And they are attempting the same thing with UWP, which came out of zune, windows RT, and windows mobile. UWP is intended, like win32, to fully replace it's predecessor. In a more competitive market however, they are forced to do this more transitionally, over time (which is perhaps how they should have handled their mobile shifts).

If google where to, want to say, kill off android applications, and replace them with chrome applications, they could do so in a relatively swift period of time, much as msft killed dos. If apple were to attempt something similar it would need to be more like UWP, something transitional.
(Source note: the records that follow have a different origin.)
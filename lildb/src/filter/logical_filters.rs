use super::Filter;
use crate::collection::Document;
use itertools::Itertools;
use std::fmt::Display;

/// Matches when every sub-filter matches. An empty conjunction matches everything.
#[derive(Clone, Debug)]
pub struct AndFilter {
    filters: Vec<Filter>,
}

impl AndFilter {
    pub(crate) fn new(filters: Vec<Filter>) -> Self {
        AndFilter { filters }
    }

    pub fn filters(&self) -> &[Filter] {
        &self.filters
    }

    #[inline]
    pub(crate) fn apply(&self, entry: &Document) -> bool {
        self.filters.iter().all(|filter| filter.apply(entry))
    }
}

impl Display for AndFilter {
    fn fmt(&self, f: &mut std::fmt::Formatter<'_>) -> std::fmt::Result {
        write!(f, "({})", self.filters.iter().join(" && "))
    }
}

/// Matches when at least one sub-filter matches. An empty disjunction matches nothing.
#[derive(Clone, Debug)]
pub struct OrFilter {
    filters: Vec<Filter>,
}

impl OrFilter {
    pub(crate) fn new(filters: Vec<Filter>) -> Self {
        OrFilter { filters }
    }

    pub fn filters(&self) -> &[Filter] {
        &self.filters
    }

    #[inline]
    pub(crate) fn apply(&self, entry: &Document) -> bool {
        self.filters.iter().any(|filter| filter.apply(entry))
    }
}

impl Display for OrFilter {
    fn fmt(&self, f: &mut std::fmt::Formatter<'_>) -> std::fmt::Result {
        write!(f, "({})", self.filters.iter().join(" || "))
    }
}

#[derive(Clone, Debug)]
pub struct NotFilter {
    filter: Box<Filter>,
}

impl NotFilter {
    pub(crate) fn new(filter: Filter) -> Self {
        NotFilter {
            filter: Box::new(filter),
        }
    }

    #[inline]
    pub(crate) fn apply(&self, entry: &Document) -> bool {
        !self.filter.apply(entry)
    }
}

impl Display for NotFilter {
    fn fmt(&self, f: &mut std::fmt::Formatter<'_>) -> std::fmt::Result {
        write!(f, "(not {})", self.filter)
    }
}
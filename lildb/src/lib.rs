//! # LilDb - Embedded JSON Document Store
//!
//! LilDb keeps a single collection of schema-less JSON documents in memory, answers
//! MongoDB-style queries against it and mirrors it to a JSON Lines file.
//!
//! ## Key Features
//!
//! - **Embedded**: No separate server process required
//! - **Query language**: `$or`, `$and`, `$not`, comparisons, `$in`, `$nin`, `$null`,
//!   `$size` and `$regex` over dot-separated field paths
//! - **Result shaping**: Sort, group and project query results
//! - **Persistence**: One JSON document per line, written atomically, with optional
//!   autosave on a background timer
//! - **Events**: Listeners for loaded, saved and error events
//!
//! ## Quick Start
//!
//! ```rust
//! use lildb::{doc, LilDb};
//! use lildb::collection::FindOptions;
//! use lildb::filter::field;
//!
//! # fn main() -> Result<(), Box<dyn std::error::Error>> {
//! let db = LilDb::new();
//!
//! db.insert(vec![
//!     doc! { name: "John", age: 30, tags: ["admin"] },
//!     doc! { name: "Jane", age: 25, tags: [] },
//! ])?;
//!
//! // query documents
//! let adults = db.find(doc! { "$gte": { age: 18 } })?;
//! assert_eq!(adults.len(), 2);
//!
//! // or fluent filters
//! let admins = db.find(field("tags").size(1))?;
//! assert_eq!(admins.len(), 1);
//!
//! // deep-merge a patch into every match
//! db.update(doc! { name: "Jane" }, doc! { age: 26 })?;
//!
//! let sorted = db.query(doc! {}, &FindOptions::new().sort_desc("age"))?;
//! assert_eq!(sorted.len(), 2);
//! # Ok(())
//! # }
//! ```
//!
//! ## Design Pattern
//!
//! [LilDb] uses the PIMPL pattern. Clones share the same collection through an
//! `Arc`, so a store can be used from several threads and from its own autosave
//! timer.
//!
//! ## Module Organization
//!
//! - [`collection`] - Documents, query options, results and store events
//! - [`common`] - The value model, field paths and utilities
//! - [`errors`] - Error types and result definitions
//! - [`filter`] - The query parser and filters
//! - [`store`] - Persistence gateways

pub mod collection;
pub mod common;
pub mod errors;
pub mod filter;
pub mod store;

mod lildb;
mod lildb_builder;
mod lildb_config;

pub use crate::collection::{Document, FindOptions, QueryResult, StoreEvent, StoreEventListener};
pub use crate::common::Value;
pub use crate::errors::{ErrorKind, LilDbError, LilDbResult};
pub use crate::lildb::LilDb;
pub use crate::lildb_builder::LilDbBuilder;
pub use crate::lildb_config::LilDbConfig;
//! Common types shared across LilDb: the [Value] model, field paths, constants and
//! small utilities.

mod constants;
mod field_path;
mod sort_order;
pub mod stream;
mod util;
mod value;

pub use constants::*;
pub use field_path::*;
pub use sort_order::*;
pub use util::*;
pub use value::*;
I don't think I can blame MSFT for failing to predict the rise of mobile computing. In the 90s, nobody else really saw it coming. The iPhone was a glorified feature phone on release. Technology took on a very fad based energy that it didn't really have prior. They managed to transfer the hipness of the Walkman over to the portable computer via the ipod. Music and social media is what did it. The functionality only really came after that. I mean eventually, sure. But in the timing it did? Smartphones are one of the fastest adopted technologies in the history of silicon. I think it taught everyone valuable lessons, microsoft included, about the swift and mercurial nature of technology change. Lessons that bare remembering IMO when declaring winners and losers, in what could easily be shifting ground - I personally seriously doubt either android, or ios will be dominant OSes in 40 years time, or at least if they exist, they will be absolutely nothing like their present form. I give something resembling present day windows 10, better odds, in the way it's designed, and every changing, it seems to approach something we might use in AR, or via AI with more evolved input methods than mere touch.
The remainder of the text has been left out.